* [Data listing]
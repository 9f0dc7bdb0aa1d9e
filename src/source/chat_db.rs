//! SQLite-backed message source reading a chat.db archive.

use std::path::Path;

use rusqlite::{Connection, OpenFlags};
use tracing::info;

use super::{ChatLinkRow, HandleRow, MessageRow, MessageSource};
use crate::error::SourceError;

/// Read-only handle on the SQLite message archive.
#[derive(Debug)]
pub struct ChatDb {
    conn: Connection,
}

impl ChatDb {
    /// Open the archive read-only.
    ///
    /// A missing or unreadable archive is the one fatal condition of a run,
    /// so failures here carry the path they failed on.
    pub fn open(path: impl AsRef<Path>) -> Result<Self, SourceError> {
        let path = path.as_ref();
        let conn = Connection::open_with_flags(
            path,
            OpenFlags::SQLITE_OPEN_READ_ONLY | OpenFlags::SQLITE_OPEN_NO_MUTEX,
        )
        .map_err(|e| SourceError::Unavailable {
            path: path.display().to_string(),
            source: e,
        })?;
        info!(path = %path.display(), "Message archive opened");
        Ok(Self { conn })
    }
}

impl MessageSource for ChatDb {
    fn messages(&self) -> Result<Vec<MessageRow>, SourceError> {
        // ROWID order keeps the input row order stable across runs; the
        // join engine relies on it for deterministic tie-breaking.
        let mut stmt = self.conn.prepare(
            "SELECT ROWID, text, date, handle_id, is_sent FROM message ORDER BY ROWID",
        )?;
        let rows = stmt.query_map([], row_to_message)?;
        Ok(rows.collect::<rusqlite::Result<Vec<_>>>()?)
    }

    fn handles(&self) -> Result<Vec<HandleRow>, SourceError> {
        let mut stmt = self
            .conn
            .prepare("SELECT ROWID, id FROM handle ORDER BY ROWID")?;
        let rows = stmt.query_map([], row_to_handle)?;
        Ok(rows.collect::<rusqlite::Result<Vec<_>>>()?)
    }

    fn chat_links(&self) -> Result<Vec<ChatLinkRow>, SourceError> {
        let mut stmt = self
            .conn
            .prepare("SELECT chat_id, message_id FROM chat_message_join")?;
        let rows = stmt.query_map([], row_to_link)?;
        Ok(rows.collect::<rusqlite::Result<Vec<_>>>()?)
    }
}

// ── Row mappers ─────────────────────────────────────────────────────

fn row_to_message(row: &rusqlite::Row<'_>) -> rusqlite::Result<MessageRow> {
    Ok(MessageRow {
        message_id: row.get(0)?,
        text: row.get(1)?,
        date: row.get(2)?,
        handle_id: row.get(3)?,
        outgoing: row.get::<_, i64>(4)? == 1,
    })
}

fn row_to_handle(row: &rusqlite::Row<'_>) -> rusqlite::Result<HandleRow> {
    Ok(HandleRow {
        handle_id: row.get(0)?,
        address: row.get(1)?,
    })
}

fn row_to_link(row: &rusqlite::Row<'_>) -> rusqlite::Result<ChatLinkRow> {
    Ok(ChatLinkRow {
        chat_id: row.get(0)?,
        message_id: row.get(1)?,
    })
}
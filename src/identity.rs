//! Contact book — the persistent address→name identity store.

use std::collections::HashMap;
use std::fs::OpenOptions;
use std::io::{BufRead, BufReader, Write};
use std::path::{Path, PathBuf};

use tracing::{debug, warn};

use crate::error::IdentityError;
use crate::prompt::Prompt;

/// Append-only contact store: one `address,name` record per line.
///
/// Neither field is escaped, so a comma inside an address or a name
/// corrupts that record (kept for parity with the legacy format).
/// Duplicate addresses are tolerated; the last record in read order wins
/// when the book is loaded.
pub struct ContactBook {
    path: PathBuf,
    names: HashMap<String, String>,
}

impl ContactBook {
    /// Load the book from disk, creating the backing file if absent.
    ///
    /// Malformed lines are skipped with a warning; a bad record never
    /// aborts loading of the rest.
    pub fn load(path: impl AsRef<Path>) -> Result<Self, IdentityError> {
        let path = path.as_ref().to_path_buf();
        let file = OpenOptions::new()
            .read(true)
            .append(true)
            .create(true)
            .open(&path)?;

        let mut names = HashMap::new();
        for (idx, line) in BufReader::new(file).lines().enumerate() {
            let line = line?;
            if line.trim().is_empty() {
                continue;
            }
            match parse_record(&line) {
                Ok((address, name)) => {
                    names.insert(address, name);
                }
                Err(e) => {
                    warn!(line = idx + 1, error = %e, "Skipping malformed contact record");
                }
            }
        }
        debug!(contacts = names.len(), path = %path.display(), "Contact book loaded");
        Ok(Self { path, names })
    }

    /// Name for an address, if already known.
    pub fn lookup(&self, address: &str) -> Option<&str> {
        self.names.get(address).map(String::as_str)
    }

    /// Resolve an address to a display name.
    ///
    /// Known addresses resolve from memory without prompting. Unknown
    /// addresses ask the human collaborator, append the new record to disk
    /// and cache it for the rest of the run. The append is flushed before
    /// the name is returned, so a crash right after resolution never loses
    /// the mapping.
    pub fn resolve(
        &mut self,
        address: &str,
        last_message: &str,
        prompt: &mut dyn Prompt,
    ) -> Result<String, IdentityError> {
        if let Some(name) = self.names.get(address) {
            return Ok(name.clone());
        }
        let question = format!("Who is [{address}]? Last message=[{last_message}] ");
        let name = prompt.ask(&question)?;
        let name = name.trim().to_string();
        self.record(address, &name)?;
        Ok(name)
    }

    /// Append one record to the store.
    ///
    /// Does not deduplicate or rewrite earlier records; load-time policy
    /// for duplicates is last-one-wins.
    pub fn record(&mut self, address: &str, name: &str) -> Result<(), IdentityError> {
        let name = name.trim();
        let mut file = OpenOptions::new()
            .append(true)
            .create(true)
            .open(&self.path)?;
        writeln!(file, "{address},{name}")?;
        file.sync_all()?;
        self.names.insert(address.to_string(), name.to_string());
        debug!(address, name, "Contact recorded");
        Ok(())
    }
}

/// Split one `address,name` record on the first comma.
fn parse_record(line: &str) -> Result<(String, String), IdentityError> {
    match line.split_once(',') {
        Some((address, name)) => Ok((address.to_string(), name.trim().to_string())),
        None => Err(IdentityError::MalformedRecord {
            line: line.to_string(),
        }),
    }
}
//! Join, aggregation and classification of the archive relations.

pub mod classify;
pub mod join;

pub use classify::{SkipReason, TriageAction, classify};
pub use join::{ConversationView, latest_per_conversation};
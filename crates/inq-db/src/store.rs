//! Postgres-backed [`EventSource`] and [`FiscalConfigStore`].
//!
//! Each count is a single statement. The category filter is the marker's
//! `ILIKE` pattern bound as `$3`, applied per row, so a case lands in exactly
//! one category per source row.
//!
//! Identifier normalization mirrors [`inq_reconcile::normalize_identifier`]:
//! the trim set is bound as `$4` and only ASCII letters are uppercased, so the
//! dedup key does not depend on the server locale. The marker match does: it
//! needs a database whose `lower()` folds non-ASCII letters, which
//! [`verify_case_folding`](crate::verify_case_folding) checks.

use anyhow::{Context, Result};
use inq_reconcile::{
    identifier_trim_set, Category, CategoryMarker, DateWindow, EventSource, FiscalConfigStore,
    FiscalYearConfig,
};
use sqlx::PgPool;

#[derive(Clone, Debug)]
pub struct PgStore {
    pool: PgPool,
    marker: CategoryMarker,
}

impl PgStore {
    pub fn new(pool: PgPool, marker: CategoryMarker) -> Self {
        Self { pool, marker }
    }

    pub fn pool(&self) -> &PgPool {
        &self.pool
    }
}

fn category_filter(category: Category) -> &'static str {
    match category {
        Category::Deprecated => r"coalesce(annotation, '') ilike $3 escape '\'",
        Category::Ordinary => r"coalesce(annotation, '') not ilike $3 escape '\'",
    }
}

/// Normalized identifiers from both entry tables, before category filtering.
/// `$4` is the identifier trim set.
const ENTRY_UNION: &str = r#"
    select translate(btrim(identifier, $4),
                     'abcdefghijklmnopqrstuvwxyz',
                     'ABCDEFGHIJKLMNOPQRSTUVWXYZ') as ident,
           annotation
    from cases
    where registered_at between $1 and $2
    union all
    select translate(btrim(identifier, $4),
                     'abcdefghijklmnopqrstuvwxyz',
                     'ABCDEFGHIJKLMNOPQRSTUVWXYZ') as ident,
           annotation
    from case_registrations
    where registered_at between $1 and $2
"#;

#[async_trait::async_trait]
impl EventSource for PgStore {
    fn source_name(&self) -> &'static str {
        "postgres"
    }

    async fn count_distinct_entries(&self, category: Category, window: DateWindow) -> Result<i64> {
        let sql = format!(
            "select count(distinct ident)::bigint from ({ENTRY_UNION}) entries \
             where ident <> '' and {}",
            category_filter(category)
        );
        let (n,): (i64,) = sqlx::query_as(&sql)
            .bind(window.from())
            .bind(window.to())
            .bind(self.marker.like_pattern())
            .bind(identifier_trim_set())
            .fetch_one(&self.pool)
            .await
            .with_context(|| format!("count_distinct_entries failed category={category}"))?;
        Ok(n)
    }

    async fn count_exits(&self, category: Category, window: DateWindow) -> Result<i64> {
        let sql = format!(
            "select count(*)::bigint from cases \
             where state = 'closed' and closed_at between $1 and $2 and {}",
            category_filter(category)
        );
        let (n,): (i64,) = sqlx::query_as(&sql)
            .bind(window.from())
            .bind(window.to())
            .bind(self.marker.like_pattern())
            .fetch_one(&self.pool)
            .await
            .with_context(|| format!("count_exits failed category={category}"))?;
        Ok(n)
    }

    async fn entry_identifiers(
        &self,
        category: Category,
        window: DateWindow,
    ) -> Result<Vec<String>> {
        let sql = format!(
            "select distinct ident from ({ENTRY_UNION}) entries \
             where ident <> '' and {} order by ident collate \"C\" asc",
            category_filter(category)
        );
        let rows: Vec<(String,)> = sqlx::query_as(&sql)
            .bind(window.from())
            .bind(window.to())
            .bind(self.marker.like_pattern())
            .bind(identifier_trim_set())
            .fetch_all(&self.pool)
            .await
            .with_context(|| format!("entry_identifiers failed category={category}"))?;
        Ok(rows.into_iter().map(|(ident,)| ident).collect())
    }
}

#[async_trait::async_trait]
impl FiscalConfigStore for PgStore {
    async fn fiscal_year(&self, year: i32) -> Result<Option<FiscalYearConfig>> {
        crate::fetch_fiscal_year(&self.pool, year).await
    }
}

* [How to complete this task] The lines from the start of the entries above through the line containing "pub fn open(path: impl" are the ones to return, please; copy them exactly and include both ends.

* [Exercise solution]
repository 9f0dc7bdb0aa1d9e
filename src/source/chat_db.rs
//! SQLite-backed message source reading a chat.db archive.

use std::path::Path;

use rusqlite::{Connection, OpenFlags};
use tracing::info;

use super::{ChatLinkRow, HandleRow, MessageRow, MessageSource};
use crate::error::SourceError;

/// Read-only handle on the SQLite message archive.
#[derive(Debug)]
pub struct ChatDb {
    conn: Connection,
}

impl ChatDb {
    /// Open the archive read-only.
    ///
    /// A missing or unreadable archive is the one fatal condition of a run,
    /// so failures here carry the path they failed on.
    pub fn open(path: impl AsRef<Path>) -> Result<Self, SourceError> {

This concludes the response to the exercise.